The Challenge will take place in two Phases:
Phase I - will be a theoretical written phase which will require an algorithm and explanation along with any backup data. Those awarded in Phase I will be invited to Phase II.
Phase II will be an on-site field test for the algorithms and systems from Phase I. Solvers will be responsible for attending the site test.
The total potential award pool is $50,000.
Phase I Awards - $3000 for each submission invited to compete in Phase II (max = 5)
Phase II Awards – (Awarded if requirements are met)
$ 5,000 3rd
The awards are contingent upon theoretical evaluation and experimental validation of the submitted solutions by the Seeker and their judges. The Seeker’s decisions will be final.

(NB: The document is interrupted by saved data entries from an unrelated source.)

//! Records flowing through the import pipeline.
//!
//! A [`RawRow`] comes out of the decoder, the consolidator turns it into a
//! [`ParsedLeadRecord`], and the resolver compares that against an
//! [`ExistingLead`] projection to produce a [`LeadUpdate`].

use serde::{Deserialize, Serialize};
use sqlx::FromRow;

/// One decoded input row: header -> cell value, in file column order.
///
/// Headers keep the case they have in the source file. Duplicate headers are
/// kept as separate entries.
#[derive(Debug, Clone, Default, PartialEq, Eq)]
pub struct RawRow {
    cells: Vec<(String, String)>,
}

impl RawRow {
    pub fn new(cells: Vec<(String, String)>) -> Self {
        Self { cells }
    }

    /// Value of the first column whose header equals `header` exactly.
    pub fn get(&self, header: &str) -> Option<&str> {
        self.cells
            .iter()
            .find(|(h, _)| h == header)
            .map(|(_, v)| v.as_str())
    }

    /// Iterate `(header, value)` pairs in column order.
    pub fn iter(&self) -> impl Iterator<Item = (&str, &str)> {
        self.cells.iter().map(|(h, v)| (h.as_str(), v.as_str()))
    }

    pub fn len(&self) -> usize {
        self.cells.len()
    }

    pub fn is_empty(&self) -> bool {
        self.cells.is_empty()
    }

    /// True when every cell is empty or whitespace.
    pub fn is_blank(&self) -> bool {
        self.cells.iter().all(|(_, v)| v.trim().is_empty())
    }
}

/// Logical lead fields that column rules resolve into.
#[derive(Debug, Clone, Copy, PartialEq, Eq, Hash, PartialOrd, Ord, Serialize, Deserialize)]
#[serde(rename_all = "snake_case")]
pub enum LeadField {
    Name,
    Phone,
    Email,
    Company,
    RevenueBand,
    Segment,
    Notes,
    UtmCampaign,
    UtmSource,
    UtmMedium,
    UtmContent,
    UtmTerm,
}

impl LeadField {
    pub const ALL: [LeadField; 12] = [
        LeadField::Name,
        LeadField::Phone,
        LeadField::Email,
        LeadField::Company,
        LeadField::RevenueBand,
        LeadField::Segment,
        LeadField::Notes,
        LeadField::UtmCampaign,
        LeadField::UtmSource,
        LeadField::UtmMedium,
        LeadField::UtmContent,
        LeadField::UtmTerm,
    ];
}

/// A candidate lead consolidated from one input row.
///
/// Always carries a name and at least one of phone/email; rows that cannot
/// satisfy that never become a `ParsedLeadRecord`.
#[derive(Debug, Clone, Default, PartialEq, Eq, Serialize, Deserialize)]
pub struct ParsedLeadRecord {
    pub name: String,
    pub company: Option<String>,
    pub phone: Option<String>,
    pub email: Option<String>,
    pub revenue_band: Option<String>,
    pub segment: Option<String>,
    pub notes: Option<String>,
    pub utm_campaign: Option<String>,
    pub utm_source: Option<String>,
    pub utm_medium: Option<String>,
    pub utm_content: Option<String>,
    pub utm_term: Option<String>,
}

/// Minimal projection of a lead already present in the store.
#[derive(Debug, Clone, Default, PartialEq, Eq, FromRow)]
pub struct ExistingLead {
    pub id: i32,
    pub name: String,
    pub phone: String,
    pub company: Option<String>,
    pub email: Option<String>,
    pub revenue_band: Option<String>,
    pub segment: Option<String>,
    pub notes: Option<String>,
}

/// Partial set of columns to write onto an existing lead during a merge.
#[derive(Debug, Clone, Default, PartialEq, Eq)]
pub struct LeadUpdate {
    pub company: Option<String>,
    pub email: Option<String>,
    pub revenue_band: Option<String>,
    pub segment: Option<String>,
    pub notes: Option<String>,
}

impl LeadUpdate {
    pub fn is_empty(&self) -> bool {
        self.company.is_none()
            && self.email.is_none()
            && self.revenue_band.is_none()
            && self.segment.is_none()
            && self.notes.is_none()
    }
}

/// A lead row to insert, with its canonical phone already computed.
#[derive(Debug, Clone, PartialEq, Eq)]
pub struct NewLead {
    pub record: ParsedLeadRecord,
    /// Canonical phone; `None` when the record had no usable digits.
    pub phone: Option<String>,
}

/// Placement of a lead into a campaign board.
#[derive(Debug, Clone, Copy, PartialEq, Eq)]
pub struct GroupingLink {
    pub campaign_id: i32,
    pub lead_id: i32,
    pub stage_id: i32,
    pub assignee_id: Option<i32>,
}

#[cfg(test)]
mod tests {
    use super::*;

    #[test]
    fn test_raw_row_get_returns_first_duplicate() {
        let row = RawRow::new(vec![
            ("Telefone".into(), "".into()),
            ("Telefone".into(), "11999990000".into()),
        ]);
        assert_eq!(row.get("Telefone"), Some(""));
        assert_eq!(row.get("telefone"), None);
    }

    #[test]
    fn test_raw_row_blank_detection() {
        let row = RawRow::new(vec![("Nome".into(), "  ".into()), ("Email".into(), "".into())]);
        assert!(row.is_blank());
    }

    #[test]
    fn test_lead_update_emptiness() {
        assert!(LeadUpdate::default().is_empty());
        let update = LeadUpdate {
            segment: Some("Varejo".into()),
            ..Default::default()
        };
        assert!(!update.is_empty());
    }
}
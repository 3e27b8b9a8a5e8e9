//! Service health endpoints used for liveness/readiness checks and tests.

use crate::error::ApiError;
use rocket::serde::json::Json;
use rocket::{State, get};
use rocket_db_pools::sqlx::{self, PgPool};
use rocket_okapi::okapi::schemars::JsonSchema;
use rocket_okapi::openapi;
use serde::{Deserialize, Serialize};

/// Basic response payload describing API health.
#[derive(Debug, Serialize, Deserialize, JsonSchema)]
pub struct HealthResponse {
    /// `ok` when the check passed.
    pub status: String,
}

/// Liveness check; never touches the database.
#[openapi(tag = "Health")]
#[get("/health")]
pub fn health_check() -> Json<HealthResponse> {
    Json(HealthResponse {
        status: "ok".to_string(),
    })
}

/// Readiness check: the lead database answers a trivial query.
#[openapi(tag = "Health")]
#[get("/health/ready")]
pub async fn readiness_check(pool: &State<PgPool>) -> Result<Json<HealthResponse>, ApiError> {
    sqlx::query("SELECT 1").execute(pool.inner()).await?;

    Ok(Json(HealthResponse {
        status: "ok".to_string(),
    }))
}
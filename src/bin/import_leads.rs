use std::io::{self, Write};
use std::path::PathBuf;
use std::sync::Arc;

use clap::{ArgGroup, Parser};
use sqlx::postgres::PgPoolOptions;
use tokio_util::sync::CancellationToken;

use lead_import::config::ImportConfig;
use lead_import::database::run_migrations;
use lead_import::import::{
    FileFormat, ImportError, ImportRequest, LeadImporter, PgLeadRepository,
};

#[derive(Parser, Debug)]
#[command(
    name = "import_leads",
    about = "Import a CRM or ad-platform export into a campaign",
    group(ArgGroup::new("assignment").args(["assignee", "auto_distribute"]))
)]
struct Args {
    /// File to import (.csv, .tsv, .txt, .xlsx, .xls, .ods).
    #[arg(long)]
    file: PathBuf,

    /// Campaign the leads are placed into.
    #[arg(long)]
    campaign: i32,

    /// Stage new campaign entries start in.
    #[arg(long)]
    stage: i32,

    /// Assign every lead to this team member.
    #[arg(long)]
    assignee: Option<i32>,

    /// Spread leads over `--member` ids in round-robin order.
    #[arg(long, requires = "members")]
    auto_distribute: bool,

    /// Team member id for round-robin distribution; repeatable.
    #[arg(long = "member", value_name = "ID")]
    members: Vec<i32>,

    /// Column vocabulary of the file (`crm`, `ads`, or a custom rule set).
    #[arg(long, default_value = "crm")]
    source_kind: String,

    /// Label for this run; becomes part of the import tag name.
    #[arg(long)]
    label: String,

    /// Override format detection (`csv` or `xlsx`).
    #[arg(long)]
    format: Option<FileFormat>,

    /// Database connection string.
    #[arg(long, env = "DATABASE_URL")]
    database_url: String,
}

#[tokio::main]
async fn main() -> Result<(), Box<dyn std::error::Error>> {
    env_logger::Builder::from_env(env_logger::Env::default().default_filter_or("info"))
        .format_timestamp(None)
        .init();

    let args = Args::parse();
    let config = ImportConfig::from_env();
    let rules = lead_import::load_rules(&config)?;

    if rules.get(&args.source_kind).is_none() {
        writeln!(
            io::stderr(),
            "error: unknown source kind '{}'. Known: {}",
            args.source_kind,
            rules.kinds().join(", ")
        )?;
        std::process::exit(1);
    }

    let pool = PgPoolOptions::new()
        .max_connections((config.workers + 2) as u32)
        .connect(&args.database_url)
        .await?;
    run_migrations(&pool).await?;

    let repository = Arc::new(PgLeadRepository::new(pool.clone(), config.lookup_chunk_size));
    let importer = LeadImporter::new(repository, Arc::new(rules), config);

    let request = ImportRequest {
        campaign_id: args.campaign,
        stage_id: args.stage,
        fixed_assignee_id: args.assignee,
        auto_distribute: args.auto_distribute,
        member_ids: args.members,
        source_kind: args.source_kind,
        import_label: args.label,
        format: args.format,
    };

    let cancel = CancellationToken::new();
    let on_interrupt = cancel.clone();
    tokio::spawn(async move {
        if tokio::signal::ctrl_c().await.is_ok() {
            log::warn!("interrupt received, stopping after the current batch");
            on_interrupt.cancel();
        }
    });

    let progress = |percent: u8| log::info!("progress: {}%", percent);
    let result = match importer.run(&request, &args.file, &progress, cancel).await {
        Ok(result) => result,
        Err(ImportError::Cancelled { partial, .. }) => {
            println!("{}", serde_json::to_string_pretty(&partial)?);
            pool.close().await;
            writeln!(io::stderr(), "error: import cancelled")?;
            std::process::exit(130);
        }
        Err(err) => return Err(err.into()),
    };

    println!("{}", serde_json::to_string_pretty(&result)?);
    pool.close().await;
    Ok(())
}
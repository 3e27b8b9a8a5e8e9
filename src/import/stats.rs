//! Import result tally.
//!
//! Counts every eligible record exactly once, so
//! `imported + updated + duplicates + invalid == total` holds for any
//! completed run.

use schemars::JsonSchema;
use serde::{Deserialize, Serialize};
use std::collections::BTreeMap;

/// How a single record ended up being counted.
#[derive(Debug, Clone, Copy, PartialEq, Eq)]
pub enum RecordOutcome {
    Imported,
    Updated,
    Duplicate,
    Invalid,
}

/// Summary returned by a completed import run.
#[derive(Debug, Clone, Default, PartialEq, Eq, Serialize, Deserialize, JsonSchema)]
pub struct ImportResult {
    /// Rows that passed the name + contact check.
    pub total: usize,
    /// New leads created.
    pub imported: usize,
    /// Existing leads that received new data.
    pub updated: usize,
    /// Rows repeating a phone from this run, or matching a lead with nothing new.
    pub duplicates: usize,
    /// Rows whose writes failed.
    pub invalid: usize,
    /// Rows dropped before counting because they lacked a name or any contact.
    pub dropped: usize,
    /// Assignments per member, present for round-robin runs.
    #[serde(skip_serializing_if = "Option::is_none")]
    pub distribution: Option<BTreeMap<i32, usize>>,
}

impl ImportResult {
    pub fn record(&mut self, outcome: RecordOutcome) {
        match outcome {
            RecordOutcome::Imported => self.imported += 1,
            RecordOutcome::Updated => self.updated += 1,
            RecordOutcome::Duplicate => self.duplicates += 1,
            RecordOutcome::Invalid => self.invalid += 1,
        }
    }

    /// Number of records already classified.
    pub fn processed(&self) -> usize {
        self.imported + self.updated + self.duplicates + self.invalid
    }

    /// True when every eligible record has been counted exactly once.
    pub fn is_balanced(&self) -> bool {
        self.processed() == self.total
    }

    /// Merge per-batch counts into the run total.
    pub fn merge(&mut self, other: &ImportResult) {
        self.imported += other.imported;
        self.updated += other.updated;
        self.duplicates += other.duplicates;
        self.invalid += other.invalid;
    }
}
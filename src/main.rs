#[rocket::launch]
fn rocket() -> _ {
    lead_import::init_logger();
    log::info!("starting lead import API server");
    lead_import::rocket()
}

To receive an award, the Solvers will NOT have to transfer to the Seeker their exclusive Intellectual Property (IP) rights to the solution. The Solvers will provide a perpetual, non-exclusive government use license (see Challenge Specific Agreement for details). Solvers will be allowed and encouraged to commercialize their work. Continuation of collaboration with the Seeker (although not guaranteed) is possible at the conclusion of the Challenge.
Submissions to this Challenge must be received by 11:59 PM (US Eastern Time) on February 29, 2016. Late submissions will not be considered.
About the Seeker:
U.S. Special Operations Command’s (USSOCOM) mission to provide trained, equipped, ready, and regionally aligned special operations forces (SOF) in support of Geographic Combatant Commanders, and through unified action, to conduct sustained special operations to eliminate threats to U.S. interests and protect the American people.
The SOF Acquisition, Technology, and Logistics Center (SOF AT&L) within USSOCOM is purpose-organized to deliver capability to SOF users expeditiously; exploit proven techniques and methods; keep Warfighters involved throughout the process, and to recognize and manage the associated technology development and resource investment risks. The Center oversees a portfolio of about 500 acquisition programs and development projects, and awarded $3 billion dollars in contracts in 2014.
What is an RTP Challenge?
An InnoCentive RTP (Reduction to Practice) Challenge is a prototype that proves an idea, and is similar to an InnoCentive Theoretical Challenge in its high level of detail. However, an RTP requires the Solver to submit a validated solution, either in the form of original data or a physical sample. Also the Seeker is allowed to test the proposed solution. For details about treatment of IP rights, please see the Challenge-Specific Agreement.